Remove duplicate records/objects uniquely identified by multiple attributes
- by keruilin
I have a model called HeroStatus with the following attributes:
id
user_id
recordable_type
hero_type (can be NULL!)
recordable_id
created_at
There are over 100 hero_statuses, and a user can have many hero_statuses, but can't have the same hero_status more than once.
A user's hero_status is uniquely identified by the combination of recordable_type + hero_type + recordable_id. What I'm trying to say essentially is that there can't be a duplicate hero_status for a specific user.

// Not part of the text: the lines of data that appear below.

//! # streamfan-hub
//!
//! Named endpoints over multiplexed connections, with ordered listener
//! dispatch and stream broadcast.
//!
//! - [`Registry`]: name-to-endpoint directory, process-wide broadcast and
//!   shutdown
//! - [`Endpoint`]: one transport, its open-stream cache, and its stream and
//!   session listener lists
//! - [`dispatch::digest`]: runs a listener list in order, awaiting each
//! - [`PollingListener`]: re-runs a stream listener on an interval until the
//!   stream closes
//! - [`BroadcastTarget`]: writes a method's result to every stream of an
//!   endpoint
//! - [`transport`]: the seam a real transport implements; [`memory`] is an
//!   in-process implementation
//!
//! ```text
//! Transport ──events──▶ Endpoint ──insert──▶ StreamCache ◀──evict── close hook
//!                          │
//!                          └──digest──▶ listener 1 ─▶ listener 2 ─▶ ...
//! ```

#![deny(unsafe_code)]

pub mod broadcast;
pub mod cache;
pub mod dispatch;
pub mod endpoint;
pub mod listener;
pub mod memory;
pub mod metrics;
pub mod poll;
pub mod registry;
pub mod transport;

pub use broadcast::BroadcastTarget;
pub use cache::StreamCache;
pub use endpoint::{Endpoint, EndpointOptions, WriteReport};
pub use listener::{
    AsyncFnListener, FnListener, Listener, ListenerRef, SessionEvent, StreamEvent,
};
pub use memory::{MemoryTransport, MemoryTransportFactory};
pub use poll::PollingListener;
pub use registry::{BroadcastSummary, Registry};
pub use transport::{
    Headers, SessionHandle, StreamHandle, Transport, TransportEvent, TransportFactory,
    TransportSession, TransportStream,
};
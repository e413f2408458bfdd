//! Settings error types.

use std::path::PathBuf;

use thiserror::Error;

/// Errors that can occur when loading or validating settings.
#[derive(Debug, Error)]
pub enum SettingsError {
    /// Failed to read the settings file from disk.
    #[error("failed to read settings file: {0}")]
    Io(#[from] std::io::Error),
    /// Failed to parse JSON in the settings file.
    #[error("failed to parse settings JSON: {0}")]
    Json(#[from] serde_json::Error),
    /// A TLS key or certificate file could not be read.
    #[error("failed to read tls file {path}: {source}")]
    TlsFile {
        /// The file that failed.
        path: PathBuf,
        /// Underlying I/O error.
        #[source]
        source: std::io::Error,
    },
    /// A settings value was invalid.
    #[error("invalid settings value: {0}")]
    InvalidValue(String),
}

/// Result type for settings operations.
pub type Result<T> = std::result::Result<T, SettingsError>;
//! TLS credentials handed to a transport factory.

use std::fmt;

/// PEM-encoded key and certificate for a secure endpoint.
///
/// When an endpoint is created with credentials the transport is expected to
/// serve TLS; without them it serves plaintext.
#[derive(Clone, PartialEq, Eq)]
pub struct Credentials {
    /// Private key (PEM).
    pub key: Vec<u8>,
    /// Certificate chain (PEM).
    pub cert: Vec<u8>,
}

impl Credentials {
    /// Build credentials from raw PEM bytes.
    pub fn new(key: impl Into<Vec<u8>>, cert: impl Into<Vec<u8>>) -> Self {
        Self {
            key: key.into(),
            cert: cert.into(),
        }
    }
}

impl fmt::Debug for Credentials {
    fn fmt(&self, f: &mut fmt::Formatter<'_>) -> fmt::Result {
        f.debug_struct("Credentials")
            .field("key", &format_args!("<{} bytes redacted>", self.key.len()))
            .field("cert_len", &self.cert.len())
            .finish()
    }
}
//! # streamfan-settings
//!
//! Configuration with layered sources.
//!
//! Settings are loaded from three layers (in priority order):
//! 1. **Compiled defaults**: [`FanoutSettings::default()`]
//! 2. **Settings file**: `$STREAMFAN_CONFIG`, else `~/.streamfan/settings.json`
//!    (deep-merged over defaults)
//! 3. **Environment variables**: `STREAMFAN_*` overrides (highest priority)
//!
//! There is no global instance. Load once at startup and pass the value to
//! whatever builds the registry.

#![deny(unsafe_code)]

pub mod errors;
pub mod loader;
pub mod types;

pub use errors::{Result, SettingsError};
pub use loader::{apply_overrides_with, deep_merge, load_settings, load_settings_from_path, settings_path};
pub use types::{
    AutoRespond, DEFAULT_EVENT_BUFFER, DEFAULT_POLL_INTERVAL_MS, EndpointSettings, FanoutSettings,
    TlsSettings,
};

Unfortunately, I didn't have a validation in place to assure this, so I got some duplicate hero_statuses for users after I made some code changes. For example:
user_id = 18
recordable_type = 'Evil'
hero_type = 'Halitosis'
recordable_id = 1
created_at = '2010-05-03 18:30:30'
user_id = 18
recordable_type = 'Evil'
hero_type = 'Halitosis'
recordable_id = 1
created_at = '2009-03-03 15:30:00'
user_id = 18
recordable_type = 'Good'
hero_type = 'Hugs'
recordable_id = 1
created_at = '2009-02-03 12:30:00'
user_id = 18
recordable_type = 'Good'
hero_type = NULL
recordable_id = 2
created_at = '2009-012-03 08:30:00'
(Last two are not a dups obviously. First two are.) So what I want to do is get rid of the duplicate hero_status. Which one? The one with the most-recent date.
I have three questions:
How do I remove the duplicates using a SQL-only approach?
How do I remove the duplicates using a pure Ruby solution? Something similar to this: http://stackoverflow.com/questions/2790004/removing-duplicate-objects.
How do I put a validation in place to prevent duplicate entries in the future?